▶ [DESCRIPTION OF THE TASK]: Retype the records exactly, with nothing added or dropped.
━━━━━━━━━━━━━━━━━━━━
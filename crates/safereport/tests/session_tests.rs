//! End-to-end session behaviour over file-backed storage.

use std::sync::Arc;

use anyhow::Result;
use safereport::core::{decrypt, Envelope};
use safereport::store::{RecordStore, SecureStorage};
use safereport::{
    CryptoSession, EnvelopeAlgorithm, KdfParams, MemoryStorage, PassphraseConfig, SessionConfig,
    SessionError, SqliteStorage,
};
use serde::{Deserialize, Serialize};
use serde_json::{json, Value};
use tempfile::TempDir;

fn init_tracing() {
    let _ = tracing_subscriber::fmt().with_test_writer().try_init();
}

#[derive(Debug, Clone, PartialEq, Serialize, Deserialize)]
#[serde(rename_all = "camelCase")]
struct Report {
    reporter_name: String,
    incident_date: String,
    location: String,
    description: String,
}

fn report() -> Report {
    Report {
        reporter_name: "A. Guard".into(),
        incident_date: "2024-03-02".into(),
        location: "Main St".into(),
        description: "Loose railing on the north stairwell".into(),
    }
}

#[tokio::test]
async fn sealed_report_readable_after_restart() -> Result<()> {
    init_tracing();
    let dir = TempDir::new()?;
    let path = dir.path().join("device.db");

    let wire = {
        let session = CryptoSession::new(SqliteStorage::open(&path)?, SessionConfig::default())?;
        session.seal_json(&report()).await?
    };

    let session = CryptoSession::new(SqliteStorage::open(&path)?, SessionConfig::default())?;
    let back: Report = session.open_json(&wire).await?;
    assert_eq!(back, report());
    Ok(())
}

#[tokio::test]
async fn envelope_opens_with_plain_hex_api() -> Result<()> {
    let session = CryptoSession::new(SqliteStorage::open_memory()?, SessionConfig::default())?;

    let payload = json!({"type": "safety_report", "location": "Main St"});
    let envelope = session.seal(&payload).await?;
    let key_hex = session.device_key_hex().await?;

    assert_eq!(key_hex.len(), 64);
    assert!(key_hex.chars().all(|c| c.is_ascii_hexdigit() && !c.is_ascii_uppercase()));
    assert_eq!(decrypt(&envelope, &key_hex)?, payload);
    Ok(())
}

#[tokio::test]
async fn legacy_cbc_envelope_still_opens() -> Result<()> {
    let storage = Arc::new(SqliteStorage::open_memory()?);
    let cbc = CryptoSession::with_storage(
        storage.clone(),
        SessionConfig::default().with_algorithm(EnvelopeAlgorithm::Aes256Cbc),
    )?;
    let envelope = cbc.seal(&report()).await?;

    // Older app builds wrote only the two base64 fields.
    let legacy = format!(
        r#"{{"ivBase64":"{}","ciphertextBase64":"{}"}}"#,
        envelope.iv_base64, envelope.ciphertext_base64
    );
    assert!(Envelope::from_json(&legacy)?.is_legacy());

    let gcm = CryptoSession::with_storage(storage, SessionConfig::default())?;
    let back: Report = gcm.open_json(&legacy).await?;
    assert_eq!(back, report());
    Ok(())
}

#[tokio::test]
async fn other_device_cannot_open() -> Result<()> {
    init_tracing();
    let a = CryptoSession::new(SqliteStorage::open_memory()?, SessionConfig::default())?;
    let b = CryptoSession::new(SqliteStorage::open_memory()?, SessionConfig::default())?;

    let envelope = a.seal(&report()).await?;
    let err = b.open::<Value>(&envelope).await.unwrap_err();
    assert!(err.is_decryption_failure());
    Ok(())
}

#[tokio::test]
async fn report_cache_survives_restart() -> Result<()> {
    let dir = TempDir::new()?;
    let path = dir.path().join("cache.db");
    // Stands in for the platform keychain, which outlives the app process.
    let keychain = Arc::new(MemoryStorage::new());

    {
        let session = CryptoSession::with_storage(keychain.clone(), SessionConfig::default())?
            .with_record_cache(Arc::new(SqliteStorage::open(&path)?));
        session.cache_report("report-1", &report()).await?;
        session.cache_report("report-2", &json!({"draft": true})).await?;
    }

    let session = CryptoSession::with_storage(keychain, SessionConfig::default())?
        .with_record_cache(Arc::new(SqliteStorage::open(&path)?));
    assert_eq!(session.cached_reports().await?.len(), 2);

    let first: Report = session.load_report("report-1").await?;
    assert_eq!(first, report());
    Ok(())
}

#[tokio::test]
async fn device_key_never_written_to_record_database() -> Result<()> {
    let dir = TempDir::new()?;
    let path = dir.path().join("records.db");
    let keychain = Arc::new(MemoryStorage::new());
    let records = Arc::new(SqliteStorage::open(&path)?);

    let session = CryptoSession::with_storage(keychain.clone(), SessionConfig::default())?
        .with_record_cache(records.clone());
    session.cache_report("report-1", &report()).await?;

    let key_hex = session.device_key_hex().await?;
    assert_eq!(keychain.get("sr_key_v1").await?, Some(key_hex.clone()));
    assert!(records.get("sr_key_v1").await?.is_none());
    assert_eq!(records.list_records().await?, vec!["report-1".to_string()]);

    let raw = std::fs::read(&path)?;
    assert!(!raw.windows(key_hex.len()).any(|w| w == key_hex.as_bytes()));
    Ok(())
}

#[tokio::test]
async fn passphrase_blob_independent_of_device_key() -> Result<()> {
    let config = SessionConfig::default().with_passphrase(
        PassphraseConfig::new("deploy-time secret").with_kdf(KdfParams::insecure_for_tests()),
    );

    let a = CryptoSession::new(SqliteStorage::open_memory()?, config.clone())?;
    let b = CryptoSession::new(SqliteStorage::open_memory()?, config)?;

    let blob = a.protect_local(&report())?;
    assert!(blob.starts_with("srp1$argon2id$"));

    let back: Report = b.unprotect_local(&blob)?;
    assert_eq!(back, report());

    // Neither session touched its key store.
    assert!(!a.has_device_key().await?);
    assert!(b.key_storage().get("sr_key_v1").await?.is_none());
    Ok(())
}

#[tokio::test]
async fn wrong_passphrase_is_opaque_failure() -> Result<()> {
    let seal = CryptoSession::new(
        SqliteStorage::open_memory()?,
        SessionConfig::default().with_passphrase(
            PassphraseConfig::new("one").with_kdf(KdfParams::insecure_for_tests()),
        ),
    )?;
    let open = CryptoSession::new(
        SqliteStorage::open_memory()?,
        SessionConfig::default().with_passphrase(
            PassphraseConfig::new("two").with_kdf(KdfParams::insecure_for_tests()),
        ),
    )?;

    let blob = seal.protect_local(&json!([1, 2, 3]))?;
    let err = open.unprotect_local::<Value>(&blob).unwrap_err();
    assert!(matches!(err, SessionError::Crypto(_)));
    assert!(err.is_decryption_failure());
    Ok(())
}

#[tokio::test(flavor = "multi_thread", worker_threads = 2)]
async fn async_passphrase_sealing_off_the_runtime() -> Result<()> {
    let session = CryptoSession::new(
        MemoryStorage::new(),
        SessionConfig::default().with_passphrase(
            PassphraseConfig::new("deploy-time secret").with_kdf(KdfParams::insecure_for_tests()),
        ),
    )?;

    let blob = session.protect_local_async(report()).await?;
    let back: Report = session.unprotect_local_async(&blob).await?;
    assert_eq!(back, report());
    assert_eq!(session.unprotect_local::<Report>(&blob)?, report());
    Ok(())
}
━━━━━━━━━━━━━━━━━━━━
▶ [WRITTEN SOLUTION]:
filename crates/safereport/tests/session_tests.rs
//! End-to-end session behaviour over file-backed storage.

use std::sync::Arc;

use anyhow::Result;
use safereport::core::{decrypt, Envelope};
use safereport::store::{RecordStore, SecureStorage};
use safereport::{
    CryptoSession, EnvelopeAlgorithm, KdfParams, MemoryStorage, PassphraseConfig, SessionConfig,
    SessionError, SqliteStorage,
};
use serde::{Deserialize, Serialize};
use serde_json::{json, Value};
use tempfile::TempDir;

fn init_tracing() {
    let _ = tracing_subscriber::fmt().with_test_writer().try_init();
}

#[derive(Debug, Clone, PartialEq, Serialize, Deserialize)]
#[serde(rename_all = "camelCase")]
struct Report {
    reporter_name: String,
    incident_date: String,
    location: String,
    description: String,
}

fn report() -> Report {
    Report {
        reporter_name: "A. Guard".into(),
        incident_date: "2024-03-02".into(),
        location: "Main St".into(),
        description: "Loose railing on the north stairwell".into(),
    }
}

#[tokio::test]
async fn sealed_report_readable_after_restart() -> Result<()> {
    init_tracing();
    let dir = TempDir::new()?;
    let path = dir.path().join("device.db");

    let wire = {
        let session = CryptoSession::new(SqliteStorage::open(&path)?, SessionConfig::default())?;
        session.seal_json(&report()).await?
    };

    let session = CryptoSession::new(SqliteStorage::open(&path)?, SessionConfig::default())?;
    let back: Report = session.open_json(&wire).await?;
    assert_eq!(back, report());
    Ok(())
}

#[tokio::test]
async fn envelope_opens_with_plain_hex_api() -> Result<()> {
    let session = CryptoSession::new(SqliteStorage::open_memory()?, SessionConfig::default())?;

    let payload = json!({"type": "safety_report", "location": "Main St"});
    let envelope = session.seal(&payload).await?;
    let key_hex = session.device_key_hex().await?;

    assert_eq!(key_hex.len(), 64);
    assert!(key_hex.chars().all(|c| c.is_ascii_hexdigit() && !c.is_ascii_uppercase()));
    assert_eq!(decrypt(&envelope, &key_hex)?, payload);
    Ok(())
}

#[tokio::test]
async fn legacy_cbc_envelope_still_opens() -> Result<()> {
    let storage = Arc::new(SqliteStorage::open_memory()?);
    let cbc = CryptoSession::with_storage(
        storage.clone(),
        SessionConfig::default().with_algorithm(EnvelopeAlgorithm::Aes256Cbc),
    )?;
    let envelope = cbc.seal(&report()).await?;

    // Older app builds wrote only the two base64 fields.
    let legacy = format!(
        r#"{{"ivBase64":"{}","ciphertextBase64":"{}"}}"#,
        envelope.iv_base64, envelope.ciphertext_base64
    );
    assert!(Envelope::from_json(&legacy)?.is_legacy());

    let gcm = CryptoSession::with_storage(storage, SessionConfig::default())?;
    let back: Report = gcm.open_json(&legacy).await?;
    assert_eq!(back, report());
    Ok(())
}

#[tokio::test]
async fn other_device_cannot_open() -> Result<()> {
    init_tracing();
    let a = CryptoSession::new(SqliteStorage::open_memory()?, SessionConfig::default())?;
    let b = CryptoSession::new(SqliteStorage::open_memory()?, SessionConfig::default())?;

    let envelope = a.seal(&report()).await?;
    let err = b.open::<Value>(&envelope).await.unwrap_err();
    assert!(err.is_decryption_failure());
    Ok(())
}

#[tokio::test]
async fn report_cache_survives_restart() -> Result<()> {
    let dir = TempDir::new()?;
    let path = dir.path().join("cache.db");
    // Stands in for the platform keychain, which outlives the app process.
    let keychain = Arc::new(MemoryStorage::new());

    {
        let session = CryptoSession::with_storage(keychain.clone(), SessionConfig::default())?
            .with_record_cache(Arc::new(SqliteStorage::open(&path)?));
        session.cache_report("report-1", &report()).await?;
        session.cache_report("report-2", &json!({"draft": true})).await?;
    }

    let session = CryptoSession::with_storage(keychain, SessionConfig::default())?
        .with_record_cache(Arc::new(SqliteStorage::open(&path)?));
    assert_eq!(session.cached_reports().await?.len(), 2);

    let first: Report = session.load_report("report-1").await?;
    assert_eq!(first, report());
    Ok(())
}

#[tokio::test]
async fn device_key_never_written_to_record_database() -> Result<()> {
    let dir = TempDir::new()?;
    let path = dir.path().join("records.db");
    let keychain = Arc::new(MemoryStorage::new());
    let records = Arc::new(SqliteStorage::open(&path)?);

    let session = CryptoSession::with_storage(keychain.clone(), SessionConfig::default())?
        .with_record_cache(records.clone());
    session.cache_report("report-1", &report()).await?;

    let key_hex = session.device_key_hex().await?;
    assert_eq!(keychain.get("sr_key_v1").await?, Some(key_hex.clone()));
    assert!(records.get("sr_key_v1").await?.is_none());
    assert_eq!(records.list_records().await?, vec!["report-1".to_string()]);

    let raw = std::fs::read(&path)?;
    assert!(!raw.windows(key_hex.len()).any(|w| w == key_hex.as_bytes()));
    Ok(())
}

#[tokio::test]
async fn passphrase_blob_independent_of_device_key() -> Result<()> {
    let config = SessionConfig::default().with_passphrase(
        PassphraseConfig::new("deploy-time secret").with_kdf(KdfParams::insecure_for_tests()),
    );

    let a = CryptoSession::new(SqliteStorage::open_memory()?, config.clone())?;
    let b = CryptoSession::new(SqliteStorage::open_memory()?, config)?;

    let blob = a.protect_local(&report())?;
    assert!(blob.starts_with("srp1$argon2id$"));

    let back: Report = b.unprotect_local(&blob)?;
    assert_eq!(back, report());

    // Neither session touched its key store.
    assert!(!a.has_device_key().await?);
    assert!(b.key_storage().get("sr_key_v1").await?.is_none());
    Ok(())
}

#[tokio::test]
async fn wrong_passphrase_is_opaque_failure() -> Result<()> {
    let seal = CryptoSession::new(
        SqliteStorage::open_memory()?,
        SessionConfig::default().with_passphrase(
            PassphraseConfig::new("one").with_kdf(KdfParams::insecure_for_tests()),
        ),
    )?;
    let open = CryptoSession::new(
        SqliteStorage::open_memory()?,
        SessionConfig::default().with_passphrase(
            PassphraseConfig::new("two").with_kdf(KdfParams::insecure_for_tests()),
        ),
    )?;

    let blob = seal.protect_local(&json!([1, 2, 3]))?;
    let err = open.unprotect_local::<Value>(&blob).unwrap_err();
    assert!(matches!(err, SessionError::Crypto(_)));
    assert!(err.is_decryption_failure());
    Ok(())
}

#[tokio::test(flavor = "multi_thread", worker_threads = 2)]
async fn async_passphrase_sealing_off_the_runtime() -> Result<()> {
    let session = CryptoSession::new(
        MemoryStorage::new(),
        SessionConfig::default().with_passphrase(
            PassphraseConfig::new("deploy-time secret").with_kdf(KdfParams::insecure_for_tests()),
        ),
    )?;

    let blob = session.protect_local_async(report()).await?;
    let back: Report = session.unprotect_local_async(&blob).await?;
    assert_eq!(back, report());
    assert_eq!(session.unprotect_local::<Report>(&blob)?, report());
    Ok(())
}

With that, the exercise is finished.